Miał na sobie czarne, postrzępione na udach jeansy i czarny, sprany T-shirt z nadrukiem ogromnej trupiej czachy. Wyglądał, jakby szykował się na imprezę heavymetalową lub planowaną zadymę z grupą znajomych spod ciemnej gwiazdy. Brakowało mu nieodłącznych łańcuchów, a w przypadku bójki – jeszcze zaworu, który mógłby z powodzeniem użyć zamiast nielegalnego kastetu*.
* – autorka pragnie w tym momencie coś wytłumaczyć, aby drodzy Czytelnicy mieli jasność. Wiele lat temu autorka, będąc nastolatką, znała chłopca, który lubił chodzić na dyskoteki. Pewnego dnia podczas spotkania na placu zabaw za blokiem ów kolega wyciągnął z kieszeni zawór wielkości dłoni. Uśmiechnął się i wyjaśnił, że bez tego na dyskoteki nie chodzi, bo "zawsze znajdzie się ktoś, komu trzeba przyp...ić, a za posiadanie kastetu ochroniarze dyskotek od razu dzwonią na policję, gdyż jest on określany jako «broń». Tymczasem zawór, który wyrządza podobne obrażenia ciała... nadal pozostaje tylko zaworem!"

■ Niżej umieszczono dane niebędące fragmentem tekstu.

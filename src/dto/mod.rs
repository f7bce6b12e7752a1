use time::{OffsetDateTime, format_description::well_known::Rfc3339};

pub mod action;
pub mod deck;
pub mod health;
pub mod room;
pub mod sse;
pub mod validation;

fn format_timestamp_ms(ms: i64) -> String {
    OffsetDateTime::from_unix_timestamp_nanos(i128::from(ms) * 1_000_000)
        .ok()
        .and_then(|time| time.format(&Rfc3339).ok())
        .unwrap_or_else(|| "invalid-timestamp".into())
}
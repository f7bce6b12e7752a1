use serde::Serialize;
use tracing::warn;
use uuid::Uuid;

use crate::{
    dto::{
        room::RoomView,
        sse::{AnswerReceivedEvent, ReactionSentEvent, ServerEvent},
    },
    state::AppState,
};

/// Full room view after a mutation.
pub const EVENT_ROOM_UPDATED: &str = "room.updated";
/// A participant answered the current round.
pub const EVENT_ANSWER_RECEIVED: &str = "answer.received";
/// A participant sent an emoji reaction.
pub const EVENT_REACTION_SENT: &str = "reaction.sent";
/// First event on every stream.
pub const EVENT_HANDSHAKE: &str = "handshake";

/// Broadcast the current room view to the room's subscribers.
pub fn broadcast_room_updated(state: &AppState, view: &RoomView) {
    send_room_event(state, view.room_id, EVENT_ROOM_UPDATED, view);
}

/// Broadcast that `participant_id` answered, together with the new answered count.
pub fn broadcast_answer_received(
    state: &AppState,
    room_id: Uuid,
    participant_id: Uuid,
    round_index: usize,
    answered_count: usize,
) {
    let payload = AnswerReceivedEvent {
        participant_id,
        round_index,
        answered_count,
        server_now: state.now(),
    };
    send_room_event(state, room_id, EVENT_ANSWER_RECEIVED, &payload);
}

/// Broadcast an accepted reaction.
pub fn broadcast_reaction_sent(
    state: &AppState,
    room_id: Uuid,
    participant_id: Uuid,
    emoji: &str,
    round_index: Option<usize>,
) {
    let payload = ReactionSentEvent {
        participant_id,
        emoji: emoji.to_owned(),
        round_index,
        server_now: state.now(),
    };
    send_room_event(state, room_id, EVENT_REACTION_SENT, &payload);
}

fn send_room_event<T: Serialize>(state: &AppState, room_id: Uuid, event: &str, payload: &T) {
    match ServerEvent::json(Some(event.to_owned()), payload) {
        Ok(message) => state.rooms().broadcast(room_id, message),
        Err(err) => warn!(room_id = %room_id, event, error = %err, "failed to serialize room event"),
    }
}
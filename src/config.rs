//! Application-level configuration loading, including default match rules and room limits.

use std::{env, fs, io::ErrorKind, path::PathBuf};

use serde::Deserialize;
use tracing::{info, warn};

use crate::state::room::Rules;

/// Default location on disk where the server looks for the JSON configuration.
const DEFAULT_CONFIG_PATH: &str = "config/app.json";
/// Environment variable that overrides [`DEFAULT_CONFIG_PATH`].
const CONFIG_PATH_ENV: &str = "QUIZ_ROOM_BACK_CONFIG_PATH";

const DEFAULT_EMOJIS: [&str; 8] = ["👍", "👏", "🔥", "😂", "😮", "😢", "🎉", "❤️"];

#[derive(Debug, Clone)]
/// Immutable runtime configuration shared across the application.
pub struct AppConfig {
    /// Rules applied when a room is created without explicit rules.
    pub default_rules: Rules,
    /// Delay of a pending action when the host does not pick one.
    pub pending_delay_ms: u64,
    /// Upper bound for a requested pending action delay.
    pub max_pending_delay_ms: u64,
    /// Interval at which clients are expected to send heartbeats.
    pub presence_poll_interval_ms: u64,
    /// Heartbeats a participant may miss before being shown offline.
    pub presence_missed_polls: u32,
    /// How long an idle lobby survives before the janitor may delete it.
    pub lobby_ttl_secs: u64,
    /// Minimum delay between two reactions of the same participant.
    pub reaction_cooldown_ms: u64,
    /// Emoji accepted by `sendReaction`.
    pub allowed_emojis: Vec<String>,
    /// Whether the server advances expired phases without a host `progress`.
    pub auto_advance: bool,
    /// Maximum number of non-removed participants per room.
    pub max_participants: usize,
    /// Attempts at generating an unused room code before giving up.
    pub room_code_attempts: u32,
    /// Interval between two janitor sweeps.
    pub janitor_interval_secs: u64,
}

impl AppConfig {
    /// Load the application configuration from disk, falling back to built-in defaults.
    pub fn load() -> Self {
        let path = resolve_config_path();
        match fs::read_to_string(&path) {
            Ok(contents) => match serde_json::from_str::<RawConfig>(&contents) {
                Ok(raw) => {
                    let app_config: Self = raw.into();
                    info!(
                        path = %path.display(),
                        rounds = app_config.default_rules.rounds,
                        auto_advance = app_config.auto_advance,
                        "loaded room configuration"
                    );
                    app_config
                }
                Err(err) => {
                    warn!(
                        path = %path.display(),
                        error = %err,
                        "failed to parse config; falling back to defaults"
                    );
                    Self::default()
                }
            },
            Err(err) if err.kind() == ErrorKind::NotFound => {
                info!(
                    path = %path.display(),
                    "config file not found; using built-in defaults"
                );
                Self::default()
            }
            Err(err) => {
                warn!(
                    path = %path.display(),
                    error = %err,
                    "failed to read config; falling back to defaults"
                );
                Self::default()
            }
        }
    }

    /// Clamp a requested pending delay, defaulting when absent.
    pub fn pending_delay(&self, requested: Option<u64>) -> u64 {
        requested
            .unwrap_or(self.pending_delay_ms)
            .min(self.max_pending_delay_ms)
    }

    /// Window after the last heartbeat during which a participant counts as online.
    pub fn presence_window_ms(&self) -> i64 {
        (self.presence_poll_interval_ms * u64::from(self.presence_missed_polls)) as i64
    }

    /// Lobby time-to-live in milliseconds.
    pub fn lobby_ttl_ms(&self) -> i64 {
        (self.lobby_ttl_secs * 1_000) as i64
    }

    /// Whether `emoji` is in the accepted reaction set.
    pub fn is_allowed_emoji(&self, emoji: &str) -> bool {
        self.allowed_emojis.iter().any(|allowed| allowed == emoji)
    }
}

impl Default for AppConfig {
    fn default() -> Self {
        Self {
            default_rules: Rules::default(),
            pending_delay_ms: 3_000,
            max_pending_delay_ms: 10_000,
            presence_poll_interval_ms: 5_000,
            presence_missed_polls: 2,
            lobby_ttl_secs: 1_800,
            reaction_cooldown_ms: 1_000,
            allowed_emojis: DEFAULT_EMOJIS.iter().map(|emoji| emoji.to_string()).collect(),
            auto_advance: true,
            max_participants: 50,
            room_code_attempts: 16,
            janitor_interval_secs: 30,
        }
    }
}

#[derive(Debug, Default, Deserialize)]
#[serde(default)]
/// JSON representation of the configuration file located at [`DEFAULT_CONFIG_PATH`].
///
/// Every field is optional; missing entries keep their default.
struct RawConfig {
    rules: Option<Rules>,
    pending_delay_ms: Option<u64>,
    max_pending_delay_ms: Option<u64>,
    presence_poll_interval_ms: Option<u64>,
    presence_missed_polls: Option<u32>,
    lobby_ttl_secs: Option<u64>,
    reaction_cooldown_ms: Option<u64>,
    allowed_emojis: Option<Vec<String>>,
    auto_advance: Option<bool>,
    max_participants: Option<usize>,
    room_code_attempts: Option<u32>,
    janitor_interval_secs: Option<u64>,
}

impl From<RawConfig> for AppConfig {
    fn from(value: RawConfig) -> Self {
        let defaults = AppConfig::default();
        Self {
            default_rules: value.rules.unwrap_or(defaults.default_rules),
            pending_delay_ms: value.pending_delay_ms.unwrap_or(defaults.pending_delay_ms),
            max_pending_delay_ms: value
                .max_pending_delay_ms
                .unwrap_or(defaults.max_pending_delay_ms),
            presence_poll_interval_ms: value
                .presence_poll_interval_ms
                .unwrap_or(defaults.presence_poll_interval_ms),
            presence_missed_polls: value
                .presence_missed_polls
                .unwrap_or(defaults.presence_missed_polls),
            lobby_ttl_secs: value.lobby_ttl_secs.unwrap_or(defaults.lobby_ttl_secs),
            reaction_cooldown_ms: value
                .reaction_cooldown_ms
                .unwrap_or(defaults.reaction_cooldown_ms),
            allowed_emojis: value
                .allowed_emojis
                .filter(|emojis| !emojis.is_empty())
                .unwrap_or(defaults.allowed_emojis),
            auto_advance: value.auto_advance.unwrap_or(defaults.auto_advance),
            max_participants: value.max_participants.unwrap_or(defaults.max_participants),
            room_code_attempts: value
                .room_code_attempts
                .unwrap_or(defaults.room_code_attempts)
                .max(1),
            janitor_interval_secs: value
                .janitor_interval_secs
                .unwrap_or(defaults.janitor_interval_secs)
                .max(1),
        }
    }
}

/// Resolve the configuration path taking the environment override into account.
fn resolve_config_path() -> PathBuf {
    env::var_os(CONFIG_PATH_ENV)
        .map(PathBuf::from)
        .filter(|path| !path.as_os_str().is_empty())
        .unwrap_or_else(|| PathBuf::from(DEFAULT_CONFIG_PATH))
}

Anthony zerknął z ukosa na Aidena i uśmiechnął się zwycięsko. W trzech ruchach łyżki napchał sobie do ust resztę kaszki. Zerwał się z krzesła, jakby tylko na usłyszane słowa przyjaciela czekał. Kilka sekund później biegł już po schodach do swojego pokoju na piętrze, krzycząc "Wilku, świetne ciuchy!", a potem z prędkością wypuszczania kul przez karabin maszynowy dodał: "zaraz-będę-bo-na-to-święto-muszę-ubrać-moje-szczęśliwe-gatki!".
Lucas pokręcił głową, siadając bokiem na krześle po drugiej stronie stołu i opierając przedramię o blat.
– A ty nie masz swoich szczęśliwych gaci czy podobnie bzdurnego zabobonnego itemu? – zwrócił się do Aidena.
Pytany chłopak pomyślał o zawieszce na srebrnym łańcuszku na swojej szyi.
– Mój lucky item na pewno właśnie lata teraz z gołym tyłkiem, nie mogąc znaleźć bokserek z Batmanem.
– Módl się, żebyś nie przeliczył się z "tym" swoim ześwirowanym szczęściem. – Wyszczerzył się w uśmiechu. – Ty też się lepiej przygotuj. Nie spodziewaj się żadnej taryfy ulgowej, bo będziesz się modlił o choćby godzinę snu.